DPRD Ungkap 3 Strategi Atasi Masalah Kekurangan Lahan Makam di Kota Bandung

  • account_circle mbiredaktur
  • calendar_month Sabtu, 3 Des 2022
  • visibility 85
  • comment 0 komentar
  • print Cetak

info Atur ukuran teks artikel ini untuk mendapatkan pengalaman membaca terbaik.

BANDUNG, MBInews.id — Ketersediaan lahan pemakaman di Kota Bandung sudah dianggap krisis, dikarenakan banyak warga mengeluhkan kesulitan mencari lahan yang masih kosong untuk pemakaman.

Padahal, sebenarnya Pemerintah Kota (Pemkot) Bandung masih punya banyak lahan kosong untuk pemakaman warga dari 13 Tempat Pemakaman Umum (TPU) milik pemerintah daerah.

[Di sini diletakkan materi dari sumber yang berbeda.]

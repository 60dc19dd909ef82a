//! Topic index: sorted topic listings derived from a catalog.

use std::collections::HashSet;

use eventsub_shared::{TRANSPORT_WEBHOOK, TRANSPORT_WEBSOCKET};

use crate::catalog::Catalog;

/// Prefix marking websocket session / command topics.
pub const WEBSOCKET_COMMAND_PREFIX: &str = "websocket";

impl Catalog<'_> {
    /// Every webhook topic, deduplicated and sorted.
    pub fn all_webhook_topics(&self) -> Vec<&'static str> {
        let mut seen = HashSet::new();
        let mut topics: Vec<&'static str> = self
            .iter()
            .flat_map(|event| event.get_all_topics_by_transport(TRANSPORT_WEBHOOK))
            .filter(|topic| seen.insert(*topic))
            .collect();

        topics.sort_unstable();
        topics
    }

    /// Websocket topics that are session commands rather than mirrored
    /// notifications (prefixed `websocket`), sorted.
    pub fn websocket_command_topics(&self) -> Vec<&'static str> {
        let mut topics: Vec<&'static str> = self
            .iter()
            .flat_map(|event| event.get_all_topics_by_transport(TRANSPORT_WEBSOCKET))
            .filter(|topic| topic.starts_with(WEBSOCKET_COMMAND_PREFIX))
            .collect();

        topics.sort_unstable();
        topics
    }
}
//! Hype trains: begin, progress and end.

use eventsub_shared::MockEventParameters;
use serde::Serialize;
use serde_json::Value;

use super::{amount_or, shift_timestamp, to_body, Broadcaster, User, BOTH_TRANSPORTS};
use crate::errors::EventError;
use crate::events::{EventDefinition, MockEvent, TopicMapping};
use crate::random;

const BEGIN_TOPIC: &str = "channel.hype_train.begin";
const END_TOPIC: &str = "channel.hype_train.end";

const TOPICS: &[(&str, &str)] = &[
    ("hype-train-begin", BEGIN_TOPIC),
    ("hype-train-progress", "channel.hype_train.progress"),
    ("hype-train-end", END_TOPIC),
];

const LEVEL_GOAL: i64 = 1_000;
const MAX_CONTRIBUTION: i64 = 500;
const EXPIRY_MINUTES: i64 = 5;
const COOLDOWN_MINUTES: i64 = 60;

static DEFINITION: EventDefinition = EventDefinition {
    name: "hype_train",
    version: "1",
    transports: BOTH_TRANSPORTS,
    triggers: &["hype-train-begin", "hype-train-progress", "hype-train-end"],
    mapping: &TopicMapping::mirrored(TOPICS),
};

/// Mock hype train events.
#[derive(Debug, Clone, Copy, Default)]
pub struct HypeTrain;

#[derive(Serialize)]
struct Contribution<'a> {
    #[serde(flatten)]
    user: User<'a>,
    #[serde(rename = "type")]
    contribution_type: &'static str,
    total: i64,
}

impl<'a> Contribution<'a> {
    fn random(params: &'a MockEventParameters) -> Self {
        Self {
            user: User::of(params),
            contribution_type: random::random_type(),
            total: random::random_int(MAX_CONTRIBUTION) + 1,
        }
    }
}

#[derive(Serialize)]
struct HypeTrainEvent<'a> {
    id: String,
    #[serde(flatten)]
    broadcaster: Broadcaster<'a>,
    level: i64,
    total: i64,
    #[serde(skip_serializing_if = "Option::is_none")]
    progress: Option<i64>,
    #[serde(skip_serializing_if = "Option::is_none")]
    goal: Option<i64>,
    top_contributions: Vec<Contribution<'a>>,
    #[serde(skip_serializing_if = "Option::is_none")]
    last_contribution: Option<Contribution<'a>>,
    started_at: &'a str,
    #[serde(skip_serializing_if = "Option::is_none")]
    expires_at: Option<String>,
    #[serde(skip_serializing_if = "Option::is_none")]
    ended_at: Option<&'a str>,
    #[serde(skip_serializing_if = "Option::is_none")]
    cooldown_ends_at: Option<String>,
}

impl MockEvent for HypeTrain {
    fn definition(&self) -> &'static EventDefinition {
        &DEFINITION
    }

    fn event_body(&self, topic: &str, params: &MockEventParameters) -> Result<Value, EventError> {
        let total = amount_or(params, || random::random_int(LEVEL_GOAL * 3));
        let level = total / LEVEL_GOAL + 1;
        let top_contributions = vec![Contribution::random(params), Contribution::random(params)];

        let event = if topic == END_TOPIC {
            HypeTrainEvent {
                id: random::random_guid(),
                broadcaster: Broadcaster::of(params),
                level,
                total,
                progress: None,
                goal: None,
                top_contributions,
                last_contribution: None,
                started_at: &params.timestamp,
                expires_at: None,
                ended_at: Some(&params.timestamp),
                cooldown_ends_at: Some(shift_timestamp(&params.timestamp, COOLDOWN_MINUTES)),
            }
        } else {
            let progress = if topic == BEGIN_TOPIC { 0 } else { total % LEVEL_GOAL };
            HypeTrainEvent {
                id: random::random_guid(),
                broadcaster: Broadcaster::of(params),
                level,
                total,
                progress: Some(progress),
                goal: Some(LEVEL_GOAL),
                top_contributions,
                last_contribution: Some(Contribution::random(params)),
                started_at: &params.timestamp,
                expires_at: Some(shift_timestamp(&params.timestamp, EXPIRY_MINUTES)),
                ended_at: None,
                cooldown_ends_at: None,
            }
        };

        to_body(&event)
    }
}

Hal tersebut diungkap oleh Ketua Pansus 3 Dewan Perwakilan Rakyat Daerah (DPRD) Kota Bandung, Agus Salim saat berbincang di Studio Radio 107,5 PRFM News Channel dengan tema “Solusi Keterbatasan Lahan Makam di Kota Bandung,” pada Rabu, 30 November 2022.

Agus mengatakan, Pemkot Bandung punya 1,5 juta meter persegi untuk lahan pemakaman umum dan yang kosong masih sekitar 700 ribu meter persegi lagi.

Namun sayangnya, lokasi TPU itu tidak tersebar merata, sehingga banyak anggapan dari masyarakat bahwa Kota Bandung kekurangan lahan makam.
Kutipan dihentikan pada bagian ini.